Menurut Bahlil, kolaborasi ini diharapkan mendukung percepatan transisi energi dan pertumbuhan ekonomi kedua negara.
Pada sesi Energy Transition Roundtable, Bahlil menekankan pentingnya kerja sama ini untuk memenuhi kebutuhan energi Indonesia yang terus meningkat.
"Listrik kita saat ini sebesar 91 gigawatt dengan pertumbuhan ekonomi di bawah 6%. Target Presiden Prabowo untuk pertumbuhan ekonomi ke depan adalah 8%, sehingga kami memerlukan tambahan 61 gigawatt untuk mendukung target tersebut," jelasnya.
Bahlil juga menyampaikan bahwa transisi energi menjadi fokus utama pemerintah Indonesia.
"RUPTL 2025-2033 kami rancang dengan target 60% energi baru terbarukan. Kami berkomitmen untuk mencapai net zero emission pada 2060, bahkan mendorong agar bisa lebih cepat pada 2050," ujar Bahlil.
Pada kesempatan yang sama, Mary Ng menegaskan dukungan Kanada terhadap transisi energi berkelanjutan di Indonesia.
"Komitmen kami untuk mendukung transisi energi Indonesia yang adil dan berkelanjutan bersifat substansial. Ini termasuk pendanaan iklim global kami sebesar 5,3 miliar dolar Kanada, termasuk Indonesia selama lima tahun terakhir," ujar Mary Ng.
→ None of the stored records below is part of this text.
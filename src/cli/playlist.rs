use std::io::BufRead;

use regex::Regex;
use serde::Serialize;

use crate::{
    Res,
    cli::{App, ExitError, print_json},
    info,
    spotify::uri::{self, UriKind},
    success,
    types::{PlaylistDetailsUpdate, Track},
    warning,
};

pub const DEFAULT_CLEANUP_PREFIX: &str = "spotctl-test:";

pub async fn playlist_create(
    app: &App,
    name: &str,
    public: bool,
    description: &str,
    json: bool,
) -> Res<()> {
    if name.trim().is_empty() {
        return Err(ExitError::usage("missing --name").into());
    }
    let client = app.client().await?;
    let playlist = client
        .create_playlist(&app.cancel, name, public, description)
        .await?;

    if json {
        return print_json(&playlist);
    }
    success!("Created playlist: {} ({})", playlist.name, playlist.uri);
    Ok(())
}

/// Adds explicit track URIs, checking each one exists first.
pub async fn playlist_add(app: &App, playlist: &str, tracks: &[String], json: bool) -> Res<()> {
    if tracks.is_empty() {
        return Err(ExitError::usage("playlist add requires at least one track URI").into());
    }
    let playlist_id = uri::playlist_id(playlist).map_err(|e| ExitError::usage(e.to_string()))?;

    let mut uris = Vec::with_capacity(tracks.len());
    let mut ids = Vec::with_capacity(tracks.len());
    for t in tracks {
        let (normalized, kind) = uri::normalize(t).map_err(|e| ExitError::usage(e.to_string()))?;
        if kind != UriKind::Track {
            return Err(ExitError::usage(format!("playlist add only supports track URIs: {t}")).into());
        }
        ids.push(uri::track_id(&normalized).map_err(|e| ExitError::usage(e.to_string()))?);
        uris.push(normalized);
    }

    let client = app.client().await?;
    for (id, track_uri) in ids.iter().zip(&uris) {
        let track = client.get_track(&app.cancel, id).await?;
        if track.id.is_empty() {
            return Err(ExitError::usage(format!("invalid track uri (not found): {track_uri}")).into());
        }
    }

    let result = client
        .add_tracks_to_playlist(&app.cancel, &playlist_id, &uris)
        .await?;
    if json {
        return print_json(&result);
    }
    success!("Added {} track(s). Snapshot: {}", uris.len(), result.snapshot_id);
    Ok(())
}

#[derive(Debug, Serialize)]
struct ResolvedQuery {
    query: String,
    #[serde(skip_serializing_if = "Option::is_none")]
    track: Option<Track>,
    #[serde(skip_serializing_if = "Option::is_none")]
    error: Option<String>,
}

impl ResolvedQuery {
    fn miss(query: &str, error: impl Into<String>) -> Self {
        Self {
            query: query.to_string(),
            track: None,
            error: Some(error.into()),
        }
    }
}

#[derive(Debug, Serialize)]
struct AddQueryOutput {
    playlist: String,
    tsv: bool,
    resolved: Vec<ResolvedQuery>,
    added_uris: Vec<String>,
    #[serde(skip_serializing_if = "String::is_empty")]
    snapshot_id: String,
    misses: usize,
    added: usize,
    total: usize,
}

/// Reads one query per line; with `tsv`, lines are `<artist>\t<track>` and
/// become fielded Spotify queries.
pub fn read_queries<R: BufRead>(reader: R, tsv: bool) -> Res<Vec<String>> {
    let mut out = Vec::new();
    for line in reader.lines() {
        let line = line?;
        if line.trim().is_empty() {
            continue;
        }
        if !tsv {
            out.push(line.trim().to_string());
            continue;
        }
        let line = line.trim_end_matches(['\r', '\n']);
        let Some((artist, track)) = line.split_once('\t') else {
            return Err(ExitError::usage(format!(
                "expected TSV line: <artist>\\t<track>, got: {line:?}"
            ))
            .into());
        };
        let (artist, track) = (artist.trim(), track.trim());
        if artist.is_empty() || track.is_empty() {
            return Err(ExitError::usage(format!("invalid TSV line (empty field): {line:?}")).into());
        }
        out.push(format!("track:{track:?} artist:{artist:?}"));
    }
    if out.is_empty() {
        return Err(ExitError::usage("stdin provided no queries").into());
    }
    Ok(out)
}

/// Resolves each query to its top track and adds the hits in one go.
///
/// Misses are reported, not fatal.
pub async fn playlist_add_query(
    app: &App,
    playlist: &str,
    queries: Vec<String>,
    tsv: bool,
    limit: u32,
    json: bool,
) -> Res<()> {
    if queries.is_empty() {
        return Err(ExitError::usage(
            "playlist add-query requires at least one query (or pass --stdin)",
        )
        .into());
    }
    let playlist_id = uri::playlist_id(playlist).map_err(|e| ExitError::usage(e.to_string()))?;
    let client = app.client().await?;

    let mut resolved = Vec::new();
    let mut candidates = Vec::new();
    for query in queries.iter().map(|q| q.trim()).filter(|q| !q.is_empty()) {
        let items = match client.search_tracks(&app.cancel, query, limit).await {
            Ok(items) => items,
            Err(e) if e.is_cancelled() => return Err(e.into()),
            Err(e) => {
                resolved.push(ResolvedQuery::miss(query, e.to_string()));
                continue;
            }
        };
        let Some(picked) = items.into_iter().next() else {
            resolved.push(ResolvedQuery::miss(query, "no results"));
            continue;
        };
        match uri::track_id(&picked.uri) {
            Ok(id) => {
                candidates.push((id, picked.uri.clone()));
                resolved.push(ResolvedQuery {
                    query: query.to_string(),
                    track: Some(picked),
                    error: None,
                });
            }
            Err(e) => resolved.push(ResolvedQuery::miss(query, e.to_string())),
        }
    }

    let mut valid = Vec::new();
    for (id, track_uri) in candidates {
        match client.get_track(&app.cancel, &id).await {
            Ok(track) if !track.id.is_empty() => valid.push(track_uri),
            Err(e) if e.is_cancelled() => return Err(e.into()),
            _ => tracing::debug!(uri = %track_uri, "dropping unverifiable track"),
        }
    }

    let mut out = AddQueryOutput {
        playlist: playlist_id.clone(),
        tsv,
        misses: resolved.iter().filter(|r| r.track.is_none()).count(),
        added: valid.len(),
        total: queries.len(),
        resolved,
        added_uris: Vec::new(),
        snapshot_id: String::new(),
    };
    if !valid.is_empty() {
        let result = client
            .add_tracks_to_playlist(&app.cancel, &playlist_id, &valid)
            .await?;
        out.snapshot_id = result.snapshot_id;
    }
    out.added_uris = valid;

    if json {
        return print_json(&out);
    }
    success!("Added {}/{} track(s).", out.added, out.total);
    if out.misses > 0 {
        warning!(
            "{} query(ies) had no results or errors. Re-run with --json for details.",
            out.misses
        );
    }
    Ok(())
}

pub async fn playlist_privacy(app: &App, playlist: &str, public: bool, json: bool) -> Res<()> {
    let playlist_id = uri::playlist_id(playlist).map_err(|e| ExitError::usage(e.to_string()))?;
    let client = app.client().await?;

    client
        .update_playlist_details(
            &app.cancel,
            &playlist_id,
            &PlaylistDetailsUpdate {
                public: Some(public),
                ..Default::default()
            },
        )
        .await?;
    let details = client.playlist_details(&app.cancel, &playlist_id).await?;

    if json {
        return print_json(&details);
    }
    let state = if details.public == Some(true) {
        "public"
    } else {
        "private"
    };
    success!("Playlist is now {}: {} ({})", state, details.name, details.uri);
    Ok(())
}

#[derive(Debug, Clone, Default)]
pub struct CleanupOptions {
    pub prefix: String,
    pub regex: Option<String>,
    pub apply: bool,
    pub yes: bool,
}

#[derive(Debug, Serialize)]
struct CleanupMatch {
    id: String,
    name: String,
    uri: String,
}

#[derive(Debug, Serialize, Default)]
struct CleanupOutput {
    #[serde(skip_serializing_if = "String::is_empty")]
    prefix: String,
    #[serde(skip_serializing_if = "String::is_empty")]
    regex: String,
    apply: bool,
    matched: Vec<CleanupMatch>,
    #[serde(skip_serializing_if = "Vec::is_empty")]
    deleted_ids: Vec<String>,
    #[serde(skip_serializing_if = "Vec::is_empty")]
    skipped_ids: Vec<String>,
    #[serde(skip_serializing_if = "Vec::is_empty")]
    error_deleted: Vec<String>,
}

/// Finds playlists by name prefix or regex and, with `--apply --yes`,
/// unfollows them.
pub async fn playlist_cleanup(app: &App, options: &CleanupOptions, json: bool) -> Res<()> {
    if options.apply && !options.yes {
        return Err(ExitError::usage("refusing to delete without --yes (use --apply --yes)").into());
    }
    let pattern = options.regex.as_deref().map(str::trim).filter(|r| !r.is_empty());
    let regex = pattern
        .map(Regex::new)
        .transpose()
        .map_err(|e| ExitError::usage(format!("invalid --regex: {e}")))?;

    let client = app.client().await?;
    let playlists = client.my_playlists(&app.cancel).await?;

    let mut out = CleanupOutput {
        prefix: options.prefix.clone(),
        regex: pattern.unwrap_or_default().to_string(),
        apply: options.apply,
        ..Default::default()
    };
    out.matched = playlists
        .into_iter()
        .filter(|p| {
            (!options.prefix.is_empty() && p.name.starts_with(&options.prefix))
                || regex.as_ref().is_some_and(|r| r.is_match(&p.name))
        })
        .map(|p| CleanupMatch {
            id: p.id,
            name: p.name,
            uri: p.uri,
        })
        .collect();

    if options.apply {
        for m in &out.matched {
            let Ok(id) = uri::playlist_id(&m.id) else {
                out.skipped_ids.push(m.id.clone());
                continue;
            };
            match client.unfollow_playlist(&app.cancel, &id).await {
                Ok(()) => out.deleted_ids.push(m.id.clone()),
                Err(e) if e.is_cancelled() => return Err(e.into()),
                Err(e) => {
                    tracing::warn!(playlist = %m.id, error = %e, "unfollow failed");
                    out.error_deleted.push(m.id.clone());
                }
            }
        }
    }

    if json {
        return print_json(&out);
    }
    if out.matched.is_empty() {
        println!("No playlists matched.");
        return Ok(());
    }
    if !options.apply {
        info!(
            "Matched {} playlist(s). Re-run with --apply --yes to delete.",
            out.matched.len()
        );
        for m in &out.matched {
            println!("- {} :: {}", m.id, m.name);
        }
        return Ok(());
    }
    success!("Deleted {} playlist(s).", out.deleted_ids.len());
    if !out.error_deleted.is_empty() {
        warning!(
            "failed to delete {} playlist(s) (rate limit or permissions)",
            out.error_deleted.len()
        );
    }
    Ok(())
}
use std::fmt;

use reqwest::StatusCode;
use thiserror::Error;

/// Errors produced by the auth and transport layers.
///
/// Variants map onto how a caller should react: fix configuration, restart
/// the login, wait, or report the API failure.
#[derive(Debug, Error)]
pub enum SpotifyError {
    /// Bad redirect URI, missing credentials and similar. Raised before any
    /// network activity.
    #[error("configuration error: {0}")]
    Config(String),

    /// The authorization server rejected a code exchange or refresh.
    #[error("{0}")]
    Auth(String),

    /// Web API failure that survived the retry policy.
    #[error(transparent)]
    Api(#[from] ApiError),

    /// The server asked us to wait longer than the configured maximum.
    #[error("rate limited (Retry-After={retry_after}s); wait then retry")]
    RateLimited { retry_after: u64, body: String },

    #[error("operation cancelled")]
    Cancelled,

    /// A lookup the caller depends on came back empty.
    #[error("{0}")]
    NotFound(String),

    #[error("http error: {0}")]
    Http(#[from] reqwest::Error),

    #[error("decode response: {0}")]
    Decode(#[from] serde_json::Error),

    #[error("response too large (limit {0} bytes)")]
    ResponseTooLarge(usize),

    #[error("io error: {0}")]
    Io(#[from] std::io::Error),

    #[error("tls setup failed: {0}")]
    Tls(String),
}

impl SpotifyError {
    /// HTTP status carried by classified errors.
    pub fn status(&self) -> Option<u16> {
        match self {
            SpotifyError::Api(e) => Some(e.status),
            SpotifyError::RateLimited { .. } => Some(429),
            _ => None,
        }
    }

    pub fn is_cancelled(&self) -> bool {
        matches!(self, SpotifyError::Cancelled)
    }
}

/// Structured error returned by the Web API.
///
/// Most endpoints respond with `{"error":{"status":403,"message":"..."}}`;
/// the HTTP status code is kept next to the parsed message.
#[derive(Debug, Clone, PartialEq, Eq)]
pub struct ApiError {
    pub status: u16,
    pub message: String,
    pub body: String,
}

impl fmt::Display for ApiError {
    fn fmt(&self, f: &mut fmt::Formatter<'_>) -> fmt::Result {
        let msg = if !self.message.is_empty() {
            self.message.as_str()
        } else if !self.body.is_empty() {
            self.body.as_str()
        } else {
            "spotify api error"
        };
        write!(f, "spotify api error ({}): {}", self.status, msg)
    }
}

impl std::error::Error for ApiError {}

/// Builds an [`ApiError`] from a final response.
///
/// Prefers the server's `error.message`, then the raw body, then the status line.
pub fn decode_api_error(status: StatusCode, body: &[u8]) -> ApiError {
    let raw = String::from_utf8_lossy(body).trim().to_string();

    let message = serde_json::from_slice::<serde_json::Value>(body)
        .ok()
        .and_then(|v| v["error"]["message"].as_str().map(str::to_string))
        .filter(|m| !m.is_empty());

    match message {
        Some(message) => ApiError {
            status: status.as_u16(),
            message,
            body: raw,
        },
        None => {
            let msg = if raw.is_empty() {
                status.to_string()
            } else {
                raw
            };
            ApiError {
                status: status.as_u16(),
                message: msg.clone(),
                body: msg,
            }
        }
    }
}

#[cfg(test)]
mod tests {
    use super::*;

    #[test]
    fn structured_message_wins() {
        let e = decode_api_error(
            StatusCode::NOT_FOUND,
            br#"{"error":{"status":404,"message":"No active device found"}}"#,
        );
        assert_eq!(e.status, 404);
        assert_eq!(e.message, "No active device found");
        assert_eq!(
            e.to_string(),
            "spotify api error (404): No active device found"
        );
    }

    #[test]
    fn falls_back_to_body_then_status_line() {
        let e = decode_api_error(StatusCode::BAD_GATEWAY, b"  upstream broke \n");
        assert_eq!(e.message, "upstream broke");

        let e = decode_api_error(StatusCode::SERVICE_UNAVAILABLE, b"");
        assert_eq!(e.message, "503 Service Unavailable");
    }

    #[test]
    fn rate_limited_reports_429() {
        let e = SpotifyError::RateLimited {
            retry_after: 20,
            body: String::new(),
        };
        assert_eq!(e.status(), Some(429));
        assert!(e.to_string().contains("Retry-After=20s"));
    }
}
Sebagai bagian dari pendanaan ini, sambung Mary Ng, Kanada mendukung proyek-proyek utama dengan Bank Pembangunan Asia. Seperti pembangkit listrik tenaga panas bumi Sarulla di Sumatera Utara dan pembangkit listrik tenaga angin dan surya di Sulawesi Selatan dan Lombok.
Ia juga menyebutkan, Kanada bangga menjadi mitra dalam Just Energy Transition Partnership (JETP), yang bertujuan memobilisasi pembiayaan publik dan swasta hingga USD20 miliar untuk mendukung transisi energi Indonesia.
Di sisi lain, Bahlil mengungkapkan optimisme terhadap potensi kerja sama dengan Kanada di bidang energi nuklir.
"Kami tahu Kanada adalah salah satu negara terdepan dalam pengembangan nuklir. DPR telah menyetujui penggunaan tenaga nuklir, dan kami menargetkan regulasinya selesai pada 2025. Implementasinya akan dimulai secara bertahap pada 2032," ungkap Bahlil.
Bahlil turut menyoroti potensi besar Indonesia dalam energi terbarukan, termasuk Pembangkit Listrik Tenaga Air (PLTA).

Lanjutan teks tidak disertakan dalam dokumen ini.